- **Work to complete**: For the string "across", work out how many lines of the data contain it and give that number with nothing added.

Source records:

== Segment start ==

//! Row types shared across the workspace.

use serde::{Deserialize, Serialize};

/// Current unix time in milliseconds.
#[must_use]
pub fn now_ms() -> i64 {
    chrono::Utc::now().timestamp_millis()
}

// ── Jobs ────────────────────────────────────────────────────────────────────

#[derive(Debug, Clone, Copy, PartialEq, Eq, Serialize, Deserialize)]
#[serde(rename_all = "snake_case")]
pub enum JobType {
    Extract,
    Crawl,
    Analyze,
}

impl JobType {
    #[must_use]
    pub fn as_str(self) -> &'static str {
        match self {
            Self::Extract => "extract",
            Self::Crawl => "crawl",
            Self::Analyze => "analyze",
        }
    }

    #[must_use]
    pub fn parse(s: &str) -> Option<Self> {
        match s {
            "extract" => Some(Self::Extract),
            "crawl" => Some(Self::Crawl),
            "analyze" => Some(Self::Analyze),
            _ => None,
        }
    }
}

#[derive(Debug, Clone, Copy, PartialEq, Eq, Serialize, Deserialize)]
#[serde(rename_all = "snake_case")]
pub enum JobStatus {
    Pending,
    Running,
    Completed,
    Failed,
}

impl JobStatus {
    #[must_use]
    pub fn as_str(self) -> &'static str {
        match self {
            Self::Pending => "pending",
            Self::Running => "running",
            Self::Completed => "completed",
            Self::Failed => "failed",
        }
    }

    #[must_use]
    pub fn parse(s: &str) -> Option<Self> {
        match s {
            "pending" => Some(Self::Pending),
            "running" => Some(Self::Running),
            "completed" => Some(Self::Completed),
            "failed" => Some(Self::Failed),
            _ => None,
        }
    }

    #[must_use]
    pub fn is_terminal(self) -> bool {
        matches!(self, Self::Completed | Self::Failed)
    }
}

/// One user extraction request.
#[derive(Debug, Clone, Serialize, Deserialize)]
pub struct Job {
    pub id: String,
    pub user_id: String,
    pub job_type: JobType,
    pub status: JobStatus,
    pub url: String,
    /// Target schema, opaque to the store.
    pub schema: serde_json::Value,
    /// Serialized crawl options, opaque to the store.
    pub crawl_options: serde_json::Value,
    /// Frozen config chain snapshot taken at creation. Tier or key edits
    /// mid-run never affect an active job.
    pub config_chain: serde_json::Value,
    pub tier: String,
    pub is_byok: bool,
    /// `""` until discovery runs, then `"sitemap"` or `"links"`.
    pub discovery_method: String,
    pub urls_queued: i64,
    pub page_count: i64,
    pub input_tokens: i64,
    pub output_tokens: i64,
    /// Cost charged to the tenant (zero for BYOK).
    pub cost_usd: f64,
    /// Actual upstream spend, recorded even for BYOK.
    pub llm_cost_usd: f64,
    pub webhook_url: Option<String>,
    pub webhook_status: Option<String>,
    pub error_message: Option<String>,
    pub error_category: Option<String>,
    pub created_at_ms: i64,
    pub updated_at_ms: i64,
    pub started_at_ms: Option<i64>,
    pub completed_at_ms: Option<i64>,
}

/// Fields the caller supplies when creating a job.
#[derive(Debug, Clone)]
pub struct NewJob {
    pub user_id: String,
    pub job_type: JobType,
    pub url: String,
    pub schema: serde_json::Value,
    pub crawl_options: serde_json::Value,
    pub config_chain: serde_json::Value,
    pub tier: String,
    pub is_byok: bool,
    pub webhook_url: Option<String>,
}

/// Terminal outcome written by the scheduler.
#[derive(Debug, Clone)]
pub struct JobOutcome {
    pub status: JobStatus,
    pub error_message: Option<String>,
    pub error_category: Option<String>,
}

impl JobOutcome {
    #[must_use]
    pub fn completed() -> Self {
        Self {
            status: JobStatus::Completed,
            error_message: None,
            error_category: None,
        }
    }

    #[must_use]
    pub fn failed(message: impl Into<String>, category: Option<String>) -> Self {
        Self {
            status: JobStatus::Failed,
            error_message: Some(message.into()),
            error_category: category,
        }
    }
}

// ── Job results ─────────────────────────────────────────────────────────────

#[derive(Debug, Clone, Copy, PartialEq, Eq, Serialize, Deserialize)]
#[serde(rename_all = "snake_case")]
pub enum CrawlStatus {
    Completed,
    Failed,
}

impl CrawlStatus {
    #[must_use]
    pub fn as_str(self) -> &'static str {
        match self {
            Self::Completed => "completed",
            Self::Failed => "failed",
        }
    }

    #[must_use]
    pub fn parse(s: &str) -> Option<Self> {
        match s {
            "completed" => Some(Self::Completed),
            "failed" => Some(Self::Failed),
            _ => None,
        }
    }
}

/// One row per attempted page. Ids are ULIDs, so ascending id order is
/// completion order.
#[derive(Debug, Clone, Serialize, Deserialize)]
pub struct JobResult {
    pub id: String,
    pub job_id: String,
    pub url: String,
    pub parent_url: Option<String>,
    pub depth: i64,
    pub crawl_status: CrawlStatus,
    pub data: Option<serde_json::Value>,
    pub error_message: Option<String>,
    pub error_details: Option<String>,
    pub error_category: Option<String>,
    pub provider: Option<String>,
    pub model: Option<String>,
    pub is_byok: bool,
    pub retry_count: i64,
    pub input_tokens: i64,
    pub output_tokens: i64,
    pub fetch_duration_ms: i64,
    pub extract_duration_ms: i64,
    pub discovered_at_ms: i64,
    pub completed_at_ms: i64,
}

/// Fields supplied when persisting a page outcome. `cost_usd` /
/// `llm_cost_usd` roll up onto the job row.
#[derive(Debug, Clone)]
pub struct NewJobResult {
    pub job_id: String,
    pub url: String,
    pub parent_url: Option<String>,
    pub depth: i64,
    pub crawl_status: CrawlStatus,
    pub data: Option<serde_json::Value>,
    pub error_message: Option<String>,
    pub error_details: Option<String>,
    pub error_category: Option<String>,
    pub provider: Option<String>,
    pub model: Option<String>,
    pub is_byok: bool,
    pub retry_count: i64,
    pub input_tokens: i64,
    pub output_tokens: i64,
    pub cost_usd: f64,
    pub llm_cost_usd: f64,
    pub fetch_duration_ms: i64,
    pub extract_duration_ms: i64,
    pub discovered_at_ms: i64,
}

// ── Fallback chains ─────────────────────────────────────────────────────────

/// Which chain a set of entries belongs to.
#[derive(Debug, Clone, PartialEq, Eq)]
pub enum ChainScope {
    /// The tier-less default chain.
    Default,
    /// A tier-specific admin chain; shadows the default when non-empty.
    Tier(String),
    /// A tenant's BYOK chain.
    User(String),
}

impl ChainScope {
    #[must_use]
    pub fn tier(&self) -> Option<&str> {
        match self {
            Self::Tier(t) => Some(t),
            _ => None,
        }
    }

    #[must_use]
    pub fn user_id(&self) -> Option<&str> {
        match self {
            Self::User(u) => Some(u),
            _ => None,
        }
    }
}

/// One `(provider, model)` step in a fallback chain. Positions are dense
/// and 1-based within a scope.
#[derive(Debug, Clone, Serialize, Deserialize)]
pub struct ChainEntry {
    pub id: String,
    pub tier: Option<String>,
    pub user_id: Option<String>,
    pub position: i64,
    pub provider: String,
    pub model: String,
    pub temperature: Option<f64>,
    pub max_tokens: Option<i64>,
    pub strict_mode: Option<bool>,
    pub enabled: bool,
    pub created_at_ms: i64,
    pub updated_at_ms: i64,
}

#[derive(Debug, Clone, Serialize, Deserialize)]
pub struct NewChainEntry {
    pub provider: String,
    pub model: String,
    #[serde(default)]
    pub temperature: Option<f64>,
    #[serde(default)]
    pub max_tokens: Option<i64>,
    #[serde(default)]
    pub strict_mode: Option<bool>,
    #[serde(default = "default_enabled")]
    pub enabled: bool,
}

fn default_enabled() -> bool {
    true
}

// ── Keys ────────────────────────────────────────────────────────────────────

/// Admin-owned provider credential used for platform (non-BYOK) tenants.
#[derive(Debug, Clone, Serialize, Deserialize)]
pub struct ServiceKey {
    pub id: String,
    pub provider: String,
    #[serde(skip_serializing)]
    pub api_key: String,
    pub enabled: bool,
    pub created_at_ms: i64,
    pub updated_at_ms: i64,
}

/// Tenant-owned BYOK credential, one per (tenant, provider).
#[derive(Debug, Clone, Serialize, Deserialize)]
pub struct UserServiceKey {
    pub id: String,
    pub user_id: String,
    pub provider: String,
    #[serde(skip_serializing)]
    pub api_key: String,
    pub enabled: bool,
    pub created_at_ms: i64,
    pub updated_at_ms: i64,
}

/// Rate-limit suspension shared across processes, keyed by SHA-256 of the
/// API key so key material never lands in the table.
#[derive(Debug, Clone, Serialize, Deserialize)]
pub struct KeySuspension {
    pub key_hash: String,
    pub suspended_until_ms: i64,
    pub backoff_count: i64,
    pub updated_at_ms: i64,
}

// ── Auth principals ─────────────────────────────────────────────────────────

/// Resolved identity of a bearer credential.
#[derive(Debug, Clone, Serialize, Deserialize)]
pub struct ApiPrincipal {
    pub user_id: String,
    pub tier: String,
    pub is_admin: bool,
    pub is_byok: bool,
}

// ── Webhooks ────────────────────────────────────────────────────────────────

#[derive(Debug, Clone, Serialize, Deserialize)]
pub struct Webhook {
    pub id: String,
    pub user_id: String,
    pub name: String,
    pub url: String,
    pub events: Vec<String>,
    /// XChaCha20-Poly1305 ciphertext of the HMAC secret.
    #[serde(skip_serializing)]
    pub secret_ciphertext: Vec<u8>,
    pub headers: serde_json::Value,
    pub active: bool,
    pub created_at_ms: i64,
    pub updated_at_ms: i64,
}

#[derive(Debug, Clone)]
pub struct NewWebhook {
    pub user_id: String,
    pub name: String,
    pub url: String,
    pub events: Vec<String>,
    pub secret_ciphertext: Vec<u8>,
    pub headers: serde_json::Value,
    pub active: bool,
}

#[derive(Debug, Clone, Default)]
pub struct WebhookPatch {
    pub name: Option<String>,
    pub url: Option<String>,
    pub events: Option<Vec<String>>,
    pub secret_ciphertext: Option<Vec<u8>>,
    pub headers: Option<serde_json::Value>,
    pub active: Option<bool>,
}

#[derive(Debug, Clone, Copy, PartialEq, Eq, Serialize, Deserialize)]
#[serde(rename_all = "snake_case")]
pub enum DeliveryStatus {
    Pending,
    Success,
    Failed,
    Retrying,
}

impl DeliveryStatus {
    #[must_use]
    pub fn as_str(self) -> &'static str {
        match self {
            Self::Pending => "pending",
            Self::Success => "success",
            Self::Failed => "failed",
            Self::Retrying => "retrying",
        }
    }

    #[must_use]
    pub fn parse(s: &str) -> Option<Self> {
        match s {
            "pending" => Some(Self::Pending),
            "success" => Some(Self::Success),
            "failed" => Some(Self::Failed),
            "retrying" => Some(Self::Retrying),
            _ => None,
        }
    }
}

/// One attempt series against one webhook for one job event.
#[derive(Debug, Clone, Serialize, Deserialize)]
pub struct WebhookDelivery {
    pub id: String,
    /// `None` for ephemeral (job-inline URL) deliveries.
    pub webhook_id: Option<String>,
    pub job_id: String,
    pub event: String,
    pub url: String,
    pub payload: serde_json::Value,
    pub status: DeliveryStatus,
    pub attempt_number: i64,
    pub max_attempts: i64,
    pub next_retry_at_ms: Option<i64>,
    pub response_status: Option<i64>,
    pub error: Option<String>,
    pub created_at_ms: i64,
    pub updated_at_ms: i64,
}

#[derive(Debug, Clone)]
pub struct NewDelivery {
    pub webhook_id: Option<String>,
    pub job_id: String,
    pub event: String,
    pub url: String,
    pub payload: serde_json::Value,
    pub max_attempts: i64,
}

#[allow(clippy::unwrap_used)]
#[cfg(test)]
mod tests {
    use super::*;

    #[test]
    fn status_round_trips() {
        for s in [
            JobStatus::Pending,
            JobStatus::Running,
            JobStatus::Completed,
            JobStatus::Failed,
        ] {
            assert_eq!(JobStatus::parse(s.as_str()), Some(s));
        }
        assert_eq!(JobStatus::parse("bogus"), None);
    }

    #[test]
    fn terminal_statuses() {
        assert!(JobStatus::Completed.is_terminal());
        assert!(JobStatus::Failed.is_terminal());
        assert!(!JobStatus::Pending.is_terminal());
        assert!(!JobStatus::Running.is_terminal());
    }

    #[test]
    fn job_type_round_trips() {
        for t in [JobType::Extract, JobType::Crawl, JobType::Analyze] {
            assert_eq!(JobType::parse(t.as_str()), Some(t));
        }
    }

    #[test]
    fn webhook_secret_not_serialized() {
        let hook = Webhook {
            id: "wh1".into(),
            user_id: "u1".into(),
            name: "prod".into(),
            url: "https://example.com/hook".into(),
            events: vec!["job.completed".into()],
            secret_ciphertext: vec![1, 2, 3],
            headers: serde_json::json!({}),
            active: true,
            created_at_ms: 0,
            updated_at_ms: 0,
        };
        let json = serde_json::to_string(&hook).unwrap();
        assert!(!json.contains("secret"));
    }
}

== Segment end ==

- **Task result**: 2